- Cecil Ranch
- U.S. National Register of Historic Places
- Location: 1840 CA 45, Grimes, California
- Coordinates: 39°05′29″N 121°54′04″W﻿ / ﻿39.091378°N 121.901132°W
- Area: 1.7 acres (0.69 ha)
- Built: 1909
- Architect: Alden Campbell
- Architectural style: Queen Anne, Craftsman, Colonial Revival
- NRHP reference No.: 03000988
- Added to NRHP: May 14, 2004

= Cecil Ranch =

The Cecil Ranch, in Grimes, California in Colusa County, California, United States, was listed on the National Register of Historic Places in 2004. The listing included seven contributing buildings and a contributing structure on 1.7 acre.

It is a complex of buildings mostly dating from around the 1909 construction year of the main house.

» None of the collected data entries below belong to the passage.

//! End-to-end scenarios over the full pipeline: programmatically built
//! translation units go through call-map construction, the fixed-point
//! inference, and the diagnostics channel, exactly as `ward` wires them
//! at runtime (minus the external preprocessor).

use lang_c::ast::{
    Attribute, BlockItem, CallExpression, Declaration, DeclarationSpecifier, Declarator,
    DeclaratorKind, DerivedDeclarator, Ellipsis, Expression, Extension, ExternalDeclaration,
    FunctionDeclarator, FunctionDefinition, Identifier, IfStatement, InitDeclarator, Statement,
    StorageClassSpecifier, TranslationUnit, TypeSpecifier,
};
use lang_c::span::{Node, Span};

use ward_analysis::{channel, run_analysis};
use ward_callmap::{build_call_map, CallMap, ParsedUnit};
use ward_core::{Config, Entry};

fn node<T>(inner: T) -> Node<T> {
    Node::new(inner, Span::none())
}

fn ident_expr(name: &str) -> Node<Expression> {
    node(Expression::Identifier(Box::new(node(Identifier {
        name: name.to_string(),
    }))))
}

fn call_expr(name: &str) -> Node<Expression> {
    node(Expression::Call(Box::new(node(CallExpression {
        callee: Box::new(ident_expr(name)),
        arguments: vec![],
    }))))
}

fn call_stmt(name: &str) -> Node<BlockItem> {
    node(BlockItem::Statement(node(Statement::Expression(Some(
        Box::new(call_expr(name)),
    )))))
}

/// `if (<cond>) <name>();` with no else branch.
fn if_call_stmt(cond: &str, name: &str) -> Node<BlockItem> {
    node(BlockItem::Statement(node(Statement::If(node(
        IfStatement {
            condition: Box::new(ident_expr(cond)),
            then_statement: Box::new(node(Statement::Expression(Some(Box::new(call_expr(
                name,
            )))))),
            else_statement: None,
        },
    )))))
}

fn ward_attr(actions: &[(&str, &str)]) -> Node<DeclarationSpecifier> {
    let arguments = actions
        .iter()
        .map(|(keyword, permission)| {
            node(Expression::Call(Box::new(node(CallExpression {
                callee: Box::new(ident_expr(keyword)),
                arguments: vec![ident_expr(permission)],
            }))))
        })
        .collect();
    node(DeclarationSpecifier::Extension(vec![node(
        Extension::Attribute(Attribute {
            name: node("ward".to_string()),
            arguments,
        }),
    )]))
}

fn specifiers(is_static: bool, actions: &[(&str, &str)]) -> Vec<Node<DeclarationSpecifier>> {
    let mut out = Vec::new();
    if is_static {
        out.push(node(DeclarationSpecifier::StorageClass(node(
            StorageClassSpecifier::Static,
        ))));
    }
    out.push(node(DeclarationSpecifier::TypeSpecifier(node(
        TypeSpecifier::Void,
    ))));
    if !actions.is_empty() {
        out.push(ward_attr(actions));
    }
    out
}

fn fn_declarator(name: &str) -> Node<Declarator> {
    node(Declarator {
        kind: node(DeclaratorKind::Identifier(node(Identifier {
            name: name.to_string(),
        }))),
        derived: vec![node(DerivedDeclarator::Function(node(FunctionDeclarator {
            parameters: vec![],
            ellipsis: Ellipsis::None,
        })))],
        extensions: vec![],
    })
}

fn prototype(name: &str, actions: &[(&str, &str)]) -> Node<ExternalDeclaration> {
    node(ExternalDeclaration::Declaration(node(Declaration {
        specifiers: specifiers(false, actions),
        declarators: vec![node(InitDeclarator {
            declarator: fn_declarator(name),
            initializer: None,
        })],
    })))
}

fn definition(
    name: &str,
    is_static: bool,
    actions: &[(&str, &str)],
    body: Vec<Node<BlockItem>>,
) -> Node<ExternalDeclaration> {
    node(ExternalDeclaration::FunctionDefinition(node(
        FunctionDefinition {
            specifiers: specifiers(is_static, actions),
            declarator: fn_declarator(name),
            declarations: vec![],
            statement: node(Statement::Compound(body)),
        },
    )))
}

fn unit(path: &str, declarations: Vec<Node<ExternalDeclaration>>) -> ParsedUnit {
    ParsedUnit::new(path, TranslationUnit(declarations), "")
}

fn parse_policy(text: &str) -> Config {
    ward_config::parse_config(text).expect("policy fixture must parse")
}

/// Build the call map and run the analysis end to end, collecting every
/// entry the drain thread would see.
fn analyze(units: &[ParsedUnit], config: &Config) -> (CallMap, Vec<Entry>) {
    let (map, warnings) = build_call_map(units).expect("call map must build");
    let (reporter, rx) = channel();
    reporter.send_all(warnings);
    run_analysis(&map, config, &reporter);
    reporter.finish();
    let entries = rx.iter().map_while(|message| message).collect();
    (map, entries)
}

fn errors(entries: &[Entry]) -> Vec<&Entry> {
    entries.iter().filter(|e| e.is_error()).collect()
}

#[test]
fn test_basic_need_satisfied() {
    let config = parse_policy("lock \"permission to take the lock\";");
    let units = vec![unit(
        "main.c",
        vec![
            prototype("take_lock", &[("grant", "lock")]),
            prototype("do_work", &[("need", "lock")]),
            definition(
                "main",
                false,
                &[],
                vec![call_stmt("take_lock"), call_stmt("do_work")],
            ),
        ],
    )];
    let (_, entries) = analyze(&units, &config);
    assert!(errors(&entries).is_empty(), "entries: {entries:?}");
}

#[test]
fn test_need_unsatisfied_fails_at_the_call_site() {
    let config = parse_policy("lock;");
    let units = vec![unit(
        "main.c",
        vec![
            prototype("take_lock", &[("grant", "lock")]),
            prototype("do_work", &[("need", "lock")]),
            definition("main", false, &[], vec![call_stmt("do_work")]),
        ],
    )];
    let (_, entries) = analyze(&units, &config);
    let errors = errors(&entries);
    assert_eq!(errors.len(), 1, "entries: {entries:?}");
    assert!(errors[0].text().contains("need permission 'lock'"));
    assert!(errors[0].text().contains("do_work"));
}

#[test]
fn test_branch_conflict_is_reported_once() {
    // if (c) take_lock(); do_work();
    let config = parse_policy("lock;");
    let units = vec![unit(
        "main.c",
        vec![
            prototype("take_lock", &[("grant", "lock")]),
            prototype("do_work", &[("need", "lock")]),
            definition(
                "main",
                false,
                &[],
                vec![if_call_stmt("c", "take_lock"), call_stmt("do_work")],
            ),
        ],
    )];
    let (_, entries) = analyze(&units, &config);
    let errors = errors(&entries);
    assert_eq!(errors.len(), 1, "entries: {entries:?}");
    assert!(errors[0].text().contains("conflicting state"));
    assert!(errors[0].text().contains("'lock'"));
}

#[test]
fn test_recursive_lock_restriction() {
    let config = parse_policy(
        "lock \"permission to take the lock\"\n  \
           -> !locked \"cannot take the lock recursively\";\n\
         locked;",
    );
    let units = vec![unit(
        "lock.c",
        vec![
            prototype("take_lock", &[("grant", "locked")]),
            definition(
                "recursive_take",
                false,
                &[("use", "lock")],
                vec![call_stmt("take_lock")],
            ),
        ],
    )];
    let (_, entries) = analyze(&units, &config);
    let errors = errors(&entries);
    assert_eq!(errors.len(), 1, "entries: {entries:?}");
    assert!(errors[0].text().contains("cannot take the lock recursively"));
}

#[test]
fn test_implicit_permission_with_waiver() {
    let config = parse_policy("implicit gc_safe;");
    let units = vec![unit(
        "main.c",
        vec![
            definition("g", false, &[("waive", "gc_safe")], vec![]),
            definition("f", false, &[], vec![call_stmt("g")]),
        ],
    )];
    let (_, entries) = analyze(&units, &config);
    assert!(errors(&entries).is_empty(), "entries: {entries:?}");
}

#[test]
fn test_static_collision_stays_separate() {
    let units = vec![
        unit(
            "a.c",
            vec![
                definition("init", true, &[], vec![call_stmt("helper")]),
                definition("main", false, &[], vec![call_stmt("init")]),
            ],
        ),
        unit("b.c", vec![definition("init", true, &[], vec![])]),
    ];
    let (map, entries) = analyze(&units, &Config::new());
    assert!(errors(&entries).is_empty(), "entries: {entries:?}");

    assert!(map.keys().any(|id| id.name == "a.c`init"));
    assert!(map.keys().any(|id| id.name == "b.c`init"));

    // The call from a.c's main resolves to a.c's init, not b.c's.
    let main_body = map
        .iter()
        .find(|(id, _)| id.name == "main")
        .and_then(|(_, entry)| entry.body.as_ref())
        .expect("main must have a body");
    let callees: Vec<&str> = main_body
        .calls()
        .iter()
        .map(|id| id.name.as_str())
        .collect();
    assert_eq!(callees, vec!["a.c`init"]);
}

#[test]
fn test_enforcement_reports_unannotated_public_function() {
    let config = parse_policy("lock;\nenforce \"api.h\";");
    let units = vec![unit(
        "api.h",
        vec![
            prototype("take_lock", &[("grant", "lock")]),
            prototype("helper", &[]),
            definition("helper", false, &[], vec![call_stmt("take_lock")]),
        ],
    )];
    let (_, entries) = analyze(&units, &config);
    let errors = errors(&entries);
    assert_eq!(errors.len(), 1, "entries: {entries:?}");
    assert!(errors[0].text().contains("enforced function 'helper'"));
    assert!(errors[0].text().contains("missing grant(lock)"));
}

#[test]
fn test_graph_round_trip_preserves_the_map() {
    // `noop` is defined but makes no calls: it must reload as defined,
    // so a dumped-and-reloaded map analyzes the same functions.
    let units = vec![unit(
        "main.c",
        vec![
            prototype("take_lock", &[("grant", "lock")]),
            definition("noop", false, &[("grant", "lock")], vec![]),
            definition(
                "main",
                false,
                &[],
                vec![call_stmt("take_lock"), if_call_stmt("c", "take_lock")],
            ),
        ],
    )];
    let (map, _) = build_call_map(&units).expect("call map must build");

    let text = ward_callmap::graph::dump(&map).expect("dump must serialize");
    let reloaded = ward_callmap::graph::parse_unit("dump.json", &text).expect("dump must reload");

    assert_eq!(map.len(), reloaded.len());
    for (id, entry) in &map {
        let (_, other) = reloaded
            .iter()
            .find(|(other_id, _)| other_id.name == id.name)
            .expect("every function survives the round trip");
        assert_eq!(
            entry.body.is_some(),
            other.body.is_some(),
            "definedness of '{}' must survive the round trip",
            id.name
        );
        assert_eq!(entry.actions, other.actions);
    }
}

#[test]
fn test_reloaded_dump_reports_the_same_enforcement_findings() {
    // An enforced call-free definition declaring an action it never
    // performs is flagged both from C and from a reloaded graph dump.
    let config = parse_policy("lock;\nenforce noop;");
    let units = vec![unit(
        "main.c",
        vec![definition("noop", false, &[("grant", "lock")], vec![])],
    )];
    let (map, _) = build_call_map(&units).expect("call map must build");

    let from_c = {
        let (reporter, rx) = channel();
        run_analysis(&map, &config, &reporter);
        reporter.finish();
        rx.iter().map_while(|m| m).collect::<Vec<Entry>>()
    };

    let text = ward_callmap::graph::dump(&map).expect("dump must serialize");
    let reloaded = ward_callmap::graph::parse_unit("dump.json", &text).expect("dump must reload");
    let from_graph = {
        let (reporter, rx) = channel();
        run_analysis(&reloaded, &config, &reporter);
        reporter.finish();
        rx.iter().map_while(|m| m).collect::<Vec<Entry>>()
    };

    let c_errors = errors(&from_c);
    assert_eq!(c_errors.len(), 1, "entries: {from_c:?}");
    assert!(c_errors[0].text().contains("extra grant(lock)"));

    let graph_errors = errors(&from_graph);
    assert_eq!(graph_errors.len(), 1, "entries: {from_graph:?}");
    assert_eq!(c_errors[0].text(), graph_errors[0].text());
}

#[test]
fn test_warnings_do_not_affect_error_count() {
    // An indirect call produces a warning but no error.
    let deref_call = node(Expression::Call(Box::new(node(CallExpression {
        callee: Box::new(node(Expression::UnaryOperator(Box::new(node(
            lang_c::ast::UnaryOperatorExpression {
                operator: node(lang_c::ast::UnaryOperator::Indirection),
                operand: Box::new(ident_expr("fp")),
            },
        ))))),
        arguments: vec![],
    }))));
    let body = vec![node(BlockItem::Statement(node(Statement::Expression(
        Some(Box::new(deref_call)),
    ))))];
    let units = vec![unit("main.c", vec![definition("main", false, &[], body)])];

    let (_, entries) = analyze(&units, &Config::new());
    assert!(errors(&entries).is_empty());
    assert_eq!(
        entries.iter().filter(|e| e.is_warning()).count(),
        1,
        "entries: {entries:?}"
    );
}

The main house is a two-and-a-half-story woodframe house upon a brick foundation. It was designed by Sacramento architect Alden Campbell and is somewhat similar to other houses he designed in that city, but is unusual in its rural area. It reflects a mix of architectural styles: Queen Anne in its variation of exterior sheathing textures for each story, Craftsman for its clinker brick porch bases, secondary story base, chimney, and some of the bracketing, and Colonial Revival for its Tuscan columns, balustrades, enclosed gables and "rather trim formal image".

Its address is 1840 CA 45 in Grimes. The complex is located on what is now an oxbow lake named Cecil Lake, which was formerly a bend in the Sacramento River, altered by levees.